ゼロトラストとは?意味や必要なセキュリティ対策をわかりやすく説明

テレワークやクラウドサービスの普及により、社内外の情報境界があいまいになっていませんか。近年、従来のセキュリティ対策では情報漏えいなどの脅威を防ぎきれない状況が発生しています。そんな状況のなか注目を集めているのが「ゼロトラスト(ゼロトラストセキュリティ)」です。

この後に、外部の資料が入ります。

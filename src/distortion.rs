use anyhow::Result;

use crate::codec::ImageHandle;

/// Measured distortion of a candidate encoding relative to its source.
#[derive(Debug, Clone, Copy)]
pub struct DistortionSample
{
	/// Percentage-scaled root-mean-square pixel error against the source.
	pub pixel_error: f64,

	/// Relative change in unique-color density against the source.
	pub density_ratio: f64,
}

/// Unique colors per pixel. A cheap proxy for perceptual complexity:
/// heavier quantization collapses nearby colors and pulls this down.
pub fn color_density<I: ImageHandle>(image: &I) -> f64
{
	image.color_count() as f64 / (image.width() as f64 * image.height() as f64)
}

/// Compares a candidate encoding against its source image.
///
/// `original_density` is the source's color density, computed once at search
/// start so every candidate is measured against the same reference.
pub fn measure<I: ImageHandle>(source: &I, candidate: &I, original_density: f64) -> Result<DistortionSample>
{
	// Whole-image statistical comparison, scaled to a percentage magnitude.
	let pixel_error = source.compare_rmse(candidate)? * 100.0;

	// How far the candidate's color density moved from the source's.
	let density = color_density(candidate);
	let density_ratio = (density - original_density).abs() / original_density;

	Ok(DistortionSample
	{
		pixel_error,
		density_ratio,
	})
}

#[cfg(test)]
mod tests
{
	use super::*;
	use crate::codec::{ChromaSubsampling, ColorMode};
	use std::path::Path;

	/// Minimal synthetic image: fixed attributes, canned comparison error.
	struct StubImage
	{
		colors: u64,
		width: u32,
		height: u32,
		rmse: f64,
	}

	impl ImageHandle for StubImage
	{
		fn quality(&self) -> u32
		{
			90
		}

		fn color_count(&self) -> u64
		{
			self.colors
		}

		fn width(&self) -> u32
		{
			self.width
		}

		fn height(&self) -> u32
		{
			self.height
		}

		fn color_mode(&self) -> ColorMode
		{
			ColorMode::Color
		}

		fn reencode(&self, _quality: u32) -> Result<Self>
		{
			unreachable!("the evaluator never re-encodes")
		}

		fn compare_rmse(&self, other: &Self) -> Result<f64>
		{
			Ok(other.rmse)
		}

		fn set_chroma_subsampling(&mut self, _subsampling: ChromaSubsampling)
		{
		}

		fn strip_metadata(&mut self)
		{
		}

		fn save(&self, _path: &Path) -> Result<()>
		{
			Ok(())
		}
	}

	#[test]
	fn density_is_colors_per_pixel()
	{
		let image = StubImage { colors: 50000, width: 100, height: 100, rmse: 0.0 };
		assert_eq!(color_density(&image), 5.0);
	}

	#[test]
	fn pixel_error_is_percentage_scaled()
	{
		let source = StubImage { colors: 50000, width: 100, height: 100, rmse: 0.0 };
		let candidate = StubImage { colors: 50000, width: 100, height: 100, rmse: 0.0125 };

		let sample = measure(&source, &candidate, 5.0).expect("comparison succeeds");
		assert!((sample.pixel_error - 1.25).abs() < 1e-9);
		assert_eq!(sample.density_ratio, 0.0);
	}

	#[test]
	fn density_ratio_is_the_relative_change()
	{
		let source = StubImage { colors: 50000, width: 100, height: 100, rmse: 0.0 };
		let candidate = StubImage { colors: 40000, width: 100, height: 100, rmse: 0.0 };

		// Density moved from 5.0 to 4.0, a 20% relative change.
		let sample = measure(&source, &candidate, 5.0).expect("comparison succeeds");
		assert!((sample.density_ratio - 0.2).abs() < 1e-9);
	}

	#[test]
	fn density_ratio_counts_growth_too()
	{
		let source = StubImage { colors: 40000, width: 100, height: 100, rmse: 0.0 };
		let candidate = StubImage { colors: 50000, width: 100, height: 100, rmse: 0.0 };

		let sample = measure(&source, &candidate, 4.0).expect("comparison succeeds");
		assert!((sample.density_ratio - 0.25).abs() < 1e-9);
	}
}
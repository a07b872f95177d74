use std::env;
use std::path::PathBuf;
use anyhow::{anyhow, Result};

use crate::utils::file_utils::is_jpeg_file;

/// Usage line shown for argument errors.
const USAGE: &str = "Usage: minijpeg <source.jpg> <target.jpg>";

#[derive(Debug)]
pub struct Args
{
	/// JPEG file to read.
	pub source: PathBuf,

	/// Path the minified result is written to.
	pub target: PathBuf,
}

impl Args
{
	/// Parse command line arguments and return an Args struct.
	pub fn parse() -> Result<Self>
	{
		// Skip the program name (first argument).
		let cli_args: Vec<String> = env::args().skip(1).collect();

		// Program information requests take precedence over positionals.
		for arg in &cli_args
		{
			match arg.as_str()
			{
				"--help" | "-h" =>
				{
					println!("{} - {}", env!("CARGO_PKG_DESCRIPTION"), env!("CARGO_PKG_VERSION"));
					println!("By {}", env!("CARGO_PKG_AUTHORS"));
					println!("\n{}", USAGE);
					println!("\nFinds the lowest encoding quality that keeps the image");
					println!("perceptually indistinguishable from the original, then writes");
					println!("the re-encoded result. The output is never larger than the input.");
					println!("\nOPTIONS:");
					println!("    -h, --help                   Show help information");
					println!("    -V, --version                Display version information");

					std::process::exit(0);
				}
				"--version" | "-V" =>
				{
					println!("{} {}", env!("CARGO_PKG_NAME"), env!("CARGO_PKG_VERSION"));
					std::process::exit(0);
				}
				_ => {}
			}
		}

		// Exactly one source and one target path.
		if cli_args.len() != 2
		{
			return Err(anyhow!("{}", USAGE));
		}

		Ok(Args
		{
			source: PathBuf::from(&cli_args[0]),
			target: PathBuf::from(&cli_args[1]),
		})
	}

	/// Validate parameter values before any processing happens.
	/// Returns Ok(()) if all parameters are valid, otherwise returns an error.
	pub fn validate(&self) -> Result<()>
	{
		// The source must exist before any work happens.
		if !self.source.is_file()
		{
			return Err(anyhow!("Source file '{}' does not exist.", self.source.display()));
		}

		// Both ends of the pipeline are JPEG files.
		if !is_jpeg_file(&self.source)
		{
			return Err(anyhow!("Input '{}' is not a JPEG file.", self.source.display()));
		}

		if !is_jpeg_file(&self.target)
		{
			return Err(anyhow!("Target '{}' is not a JPEG file.", self.target.display()));
		}

		// All validations passed.
		Ok(())
	}
}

本記事では、ゼロトラストとは何か、ゼロトラストセキュリティと従来のセキュリティとの違い、導入に必要な具体的な対策についてわかりやすく解説します。

目次

  1. ゼロトラストとは
  2. ゼロトラストが必要とされる背景
  3. ゼロトラストの歴史
  4. ゼロトラスト実現に必要なソリューション
  5. 企業におけるゼロトラスト実現に向けた注意点
  6. まとめ

ゼロトラストとは

はじめにゼロトラストの定義と概要、境界防御の限界と近年の傾向、システムの更新の必要性について解説します。

ゼロトラストの概要

ゼロトラストとは、ネットワークの内部・外部を問わず、すべての通信によるアクセスを「信頼できないもの」と見なすことを前提とするセキュリティの考え方です。従来のセキュリティモデルは、社内ネットワークを「安全な場所」と見なし、外部からのアクセスを厳しく制限する「境界型防御(境界型セキュリティ)」でした。

一方、ゼロトラストはどこからアクセスがあっても常に認証と認可を行い、社内・組織のシステムやデータなどに接続するすべての通信を厳格に検証したうえでアクセスを許可する方法を採用しています。内側と外側という考え方そのものをなくし、より強固なセキュリティを実現することを目指すものです。ゼロトラストに基づく具体的な方策としては、以下のようなものが挙げられます。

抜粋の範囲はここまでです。